%%

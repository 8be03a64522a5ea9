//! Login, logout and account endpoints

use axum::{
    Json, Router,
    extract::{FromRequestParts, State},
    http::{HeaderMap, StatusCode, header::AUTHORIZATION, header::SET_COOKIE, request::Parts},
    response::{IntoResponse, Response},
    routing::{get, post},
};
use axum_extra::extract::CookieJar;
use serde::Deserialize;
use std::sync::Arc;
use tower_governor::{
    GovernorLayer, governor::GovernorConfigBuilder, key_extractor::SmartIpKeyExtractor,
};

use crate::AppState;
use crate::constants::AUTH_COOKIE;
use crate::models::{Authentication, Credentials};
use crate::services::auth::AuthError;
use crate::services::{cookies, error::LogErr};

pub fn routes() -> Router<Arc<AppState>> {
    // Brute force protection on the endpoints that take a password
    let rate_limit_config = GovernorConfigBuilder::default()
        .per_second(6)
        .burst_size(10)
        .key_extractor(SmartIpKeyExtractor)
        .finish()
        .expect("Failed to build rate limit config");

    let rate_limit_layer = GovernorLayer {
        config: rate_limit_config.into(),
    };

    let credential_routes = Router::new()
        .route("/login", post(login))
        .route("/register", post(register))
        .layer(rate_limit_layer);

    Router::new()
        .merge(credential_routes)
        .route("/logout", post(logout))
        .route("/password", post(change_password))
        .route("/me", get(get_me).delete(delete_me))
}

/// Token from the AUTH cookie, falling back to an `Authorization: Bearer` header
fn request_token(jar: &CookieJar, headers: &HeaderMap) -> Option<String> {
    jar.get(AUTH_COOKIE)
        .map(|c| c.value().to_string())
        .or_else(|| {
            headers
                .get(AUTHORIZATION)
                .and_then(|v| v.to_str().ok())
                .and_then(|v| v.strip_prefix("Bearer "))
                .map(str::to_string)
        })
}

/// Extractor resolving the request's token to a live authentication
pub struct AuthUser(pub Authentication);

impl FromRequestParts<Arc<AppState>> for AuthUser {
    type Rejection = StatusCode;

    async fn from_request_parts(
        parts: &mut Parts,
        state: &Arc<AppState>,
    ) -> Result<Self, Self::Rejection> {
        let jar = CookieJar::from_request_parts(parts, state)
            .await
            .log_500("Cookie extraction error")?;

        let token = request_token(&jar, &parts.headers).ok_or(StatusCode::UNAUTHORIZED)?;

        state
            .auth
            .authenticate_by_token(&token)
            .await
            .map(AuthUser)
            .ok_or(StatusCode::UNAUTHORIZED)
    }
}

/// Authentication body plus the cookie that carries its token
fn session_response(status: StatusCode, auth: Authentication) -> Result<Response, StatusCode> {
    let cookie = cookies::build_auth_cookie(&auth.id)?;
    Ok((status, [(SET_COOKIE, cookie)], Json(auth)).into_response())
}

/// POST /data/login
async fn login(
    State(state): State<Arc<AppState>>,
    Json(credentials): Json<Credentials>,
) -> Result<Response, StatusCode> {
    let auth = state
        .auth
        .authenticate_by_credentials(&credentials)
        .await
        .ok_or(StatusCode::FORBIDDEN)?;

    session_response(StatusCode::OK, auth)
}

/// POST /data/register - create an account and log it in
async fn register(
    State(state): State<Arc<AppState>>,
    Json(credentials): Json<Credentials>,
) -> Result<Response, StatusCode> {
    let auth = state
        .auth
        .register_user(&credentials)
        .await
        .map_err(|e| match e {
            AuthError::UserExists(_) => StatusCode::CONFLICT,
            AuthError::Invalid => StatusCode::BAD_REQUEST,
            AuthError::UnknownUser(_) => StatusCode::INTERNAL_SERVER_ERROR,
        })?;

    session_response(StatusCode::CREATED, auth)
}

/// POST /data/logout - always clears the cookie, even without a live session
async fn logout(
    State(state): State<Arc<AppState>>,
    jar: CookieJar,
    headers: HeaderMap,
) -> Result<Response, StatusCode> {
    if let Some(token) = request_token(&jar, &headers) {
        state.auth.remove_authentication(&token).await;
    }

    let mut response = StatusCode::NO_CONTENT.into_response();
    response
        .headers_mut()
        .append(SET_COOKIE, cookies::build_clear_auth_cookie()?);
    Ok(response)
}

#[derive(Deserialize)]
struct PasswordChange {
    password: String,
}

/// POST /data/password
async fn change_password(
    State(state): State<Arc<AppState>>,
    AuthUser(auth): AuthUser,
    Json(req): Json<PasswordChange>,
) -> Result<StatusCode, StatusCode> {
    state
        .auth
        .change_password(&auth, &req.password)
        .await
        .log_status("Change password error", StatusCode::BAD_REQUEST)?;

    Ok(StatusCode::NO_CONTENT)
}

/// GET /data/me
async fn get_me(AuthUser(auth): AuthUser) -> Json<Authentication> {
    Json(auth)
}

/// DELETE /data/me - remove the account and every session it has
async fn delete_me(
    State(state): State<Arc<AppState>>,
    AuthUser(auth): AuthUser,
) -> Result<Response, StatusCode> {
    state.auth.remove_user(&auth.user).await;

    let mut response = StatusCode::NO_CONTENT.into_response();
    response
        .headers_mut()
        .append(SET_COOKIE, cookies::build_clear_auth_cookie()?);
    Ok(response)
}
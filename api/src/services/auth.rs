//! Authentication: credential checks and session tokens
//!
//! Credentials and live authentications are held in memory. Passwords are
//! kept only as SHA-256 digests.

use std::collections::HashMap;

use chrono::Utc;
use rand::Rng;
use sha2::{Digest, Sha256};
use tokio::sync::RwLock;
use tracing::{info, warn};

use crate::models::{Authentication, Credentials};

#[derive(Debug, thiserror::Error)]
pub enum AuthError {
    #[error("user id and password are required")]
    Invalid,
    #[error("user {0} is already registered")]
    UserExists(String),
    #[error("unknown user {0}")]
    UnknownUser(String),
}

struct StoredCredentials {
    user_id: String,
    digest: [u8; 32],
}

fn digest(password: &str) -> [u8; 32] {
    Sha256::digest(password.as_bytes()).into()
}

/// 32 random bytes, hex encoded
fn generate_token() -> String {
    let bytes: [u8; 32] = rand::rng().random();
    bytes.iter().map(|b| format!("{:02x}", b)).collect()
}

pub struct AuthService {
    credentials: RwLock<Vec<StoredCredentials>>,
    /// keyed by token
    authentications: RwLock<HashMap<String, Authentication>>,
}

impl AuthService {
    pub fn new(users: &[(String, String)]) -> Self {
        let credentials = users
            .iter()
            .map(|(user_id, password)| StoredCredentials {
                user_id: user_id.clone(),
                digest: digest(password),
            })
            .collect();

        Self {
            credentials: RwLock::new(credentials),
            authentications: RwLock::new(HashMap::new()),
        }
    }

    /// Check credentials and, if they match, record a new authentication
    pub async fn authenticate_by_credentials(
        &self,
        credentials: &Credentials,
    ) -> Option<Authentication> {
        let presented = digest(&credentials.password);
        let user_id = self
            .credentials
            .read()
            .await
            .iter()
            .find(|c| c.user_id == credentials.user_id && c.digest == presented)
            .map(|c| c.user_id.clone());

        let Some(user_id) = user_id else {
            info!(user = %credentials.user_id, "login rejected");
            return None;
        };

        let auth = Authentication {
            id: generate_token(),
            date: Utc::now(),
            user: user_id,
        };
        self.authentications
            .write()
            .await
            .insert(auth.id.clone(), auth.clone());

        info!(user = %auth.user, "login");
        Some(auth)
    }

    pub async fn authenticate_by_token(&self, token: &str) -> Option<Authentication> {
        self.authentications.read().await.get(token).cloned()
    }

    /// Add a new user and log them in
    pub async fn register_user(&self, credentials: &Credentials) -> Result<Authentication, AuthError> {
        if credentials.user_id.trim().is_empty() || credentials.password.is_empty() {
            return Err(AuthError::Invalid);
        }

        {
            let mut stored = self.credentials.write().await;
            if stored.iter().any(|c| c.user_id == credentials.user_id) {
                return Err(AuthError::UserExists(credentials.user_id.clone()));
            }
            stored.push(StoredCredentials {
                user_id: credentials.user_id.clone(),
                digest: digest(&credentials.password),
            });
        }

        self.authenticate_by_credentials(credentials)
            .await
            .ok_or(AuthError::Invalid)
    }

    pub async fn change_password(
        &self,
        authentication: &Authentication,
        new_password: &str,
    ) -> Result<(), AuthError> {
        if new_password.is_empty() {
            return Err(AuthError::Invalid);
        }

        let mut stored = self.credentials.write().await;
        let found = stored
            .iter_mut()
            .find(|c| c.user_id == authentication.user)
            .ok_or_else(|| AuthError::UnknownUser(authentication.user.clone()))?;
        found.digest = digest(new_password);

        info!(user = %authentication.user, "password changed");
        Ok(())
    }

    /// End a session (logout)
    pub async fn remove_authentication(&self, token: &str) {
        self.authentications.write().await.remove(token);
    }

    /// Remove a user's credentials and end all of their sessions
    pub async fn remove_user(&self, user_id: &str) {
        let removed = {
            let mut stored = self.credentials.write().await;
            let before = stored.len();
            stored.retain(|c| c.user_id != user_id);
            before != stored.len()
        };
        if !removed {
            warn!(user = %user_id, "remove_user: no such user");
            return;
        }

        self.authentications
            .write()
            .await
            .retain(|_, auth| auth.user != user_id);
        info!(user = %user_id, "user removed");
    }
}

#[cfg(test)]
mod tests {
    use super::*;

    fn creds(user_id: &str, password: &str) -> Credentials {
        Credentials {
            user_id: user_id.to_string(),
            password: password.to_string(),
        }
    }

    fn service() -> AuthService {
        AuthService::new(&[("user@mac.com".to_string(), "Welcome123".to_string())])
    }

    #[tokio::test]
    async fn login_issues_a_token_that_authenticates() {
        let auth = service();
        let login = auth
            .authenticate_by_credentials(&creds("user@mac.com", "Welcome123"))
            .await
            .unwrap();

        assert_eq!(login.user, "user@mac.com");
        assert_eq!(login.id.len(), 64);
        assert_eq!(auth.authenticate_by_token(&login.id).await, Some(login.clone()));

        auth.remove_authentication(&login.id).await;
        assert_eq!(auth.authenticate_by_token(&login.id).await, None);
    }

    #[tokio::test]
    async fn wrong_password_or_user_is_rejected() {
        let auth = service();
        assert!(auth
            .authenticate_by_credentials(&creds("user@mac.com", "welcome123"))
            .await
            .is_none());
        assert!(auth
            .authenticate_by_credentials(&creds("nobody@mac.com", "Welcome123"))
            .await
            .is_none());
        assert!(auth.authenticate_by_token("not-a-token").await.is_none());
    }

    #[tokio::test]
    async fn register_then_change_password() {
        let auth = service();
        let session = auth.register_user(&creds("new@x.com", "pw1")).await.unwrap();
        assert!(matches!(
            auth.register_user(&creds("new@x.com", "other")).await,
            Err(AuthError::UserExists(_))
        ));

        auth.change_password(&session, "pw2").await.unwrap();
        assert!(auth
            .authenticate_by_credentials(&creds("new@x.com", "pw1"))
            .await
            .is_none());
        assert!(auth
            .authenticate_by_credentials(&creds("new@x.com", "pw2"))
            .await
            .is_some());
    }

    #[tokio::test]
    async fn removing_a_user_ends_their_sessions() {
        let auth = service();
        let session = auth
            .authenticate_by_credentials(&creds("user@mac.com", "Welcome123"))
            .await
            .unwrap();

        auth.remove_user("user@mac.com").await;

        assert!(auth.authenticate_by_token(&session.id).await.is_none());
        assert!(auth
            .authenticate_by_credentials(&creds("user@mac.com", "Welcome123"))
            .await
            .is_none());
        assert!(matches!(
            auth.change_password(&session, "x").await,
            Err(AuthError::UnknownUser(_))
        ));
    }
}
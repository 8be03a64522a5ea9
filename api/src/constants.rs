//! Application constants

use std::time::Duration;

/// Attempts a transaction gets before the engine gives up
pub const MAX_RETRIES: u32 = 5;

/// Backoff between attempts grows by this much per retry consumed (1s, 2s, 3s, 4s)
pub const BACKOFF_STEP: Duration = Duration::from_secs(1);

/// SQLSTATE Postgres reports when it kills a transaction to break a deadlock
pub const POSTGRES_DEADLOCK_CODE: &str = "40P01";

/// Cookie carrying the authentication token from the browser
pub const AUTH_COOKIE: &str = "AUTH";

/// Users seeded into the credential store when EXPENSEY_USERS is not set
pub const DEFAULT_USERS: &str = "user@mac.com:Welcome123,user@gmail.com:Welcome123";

%%

* [YOUR ASSIGNMENT]: Every line above that carries the string "presented" should be copied.

* [REPLY TO THE TASK]:
        let presented = digest(&credentials.password);
            .find(|c| c.user_id == credentials.user_id && c.digest == presented)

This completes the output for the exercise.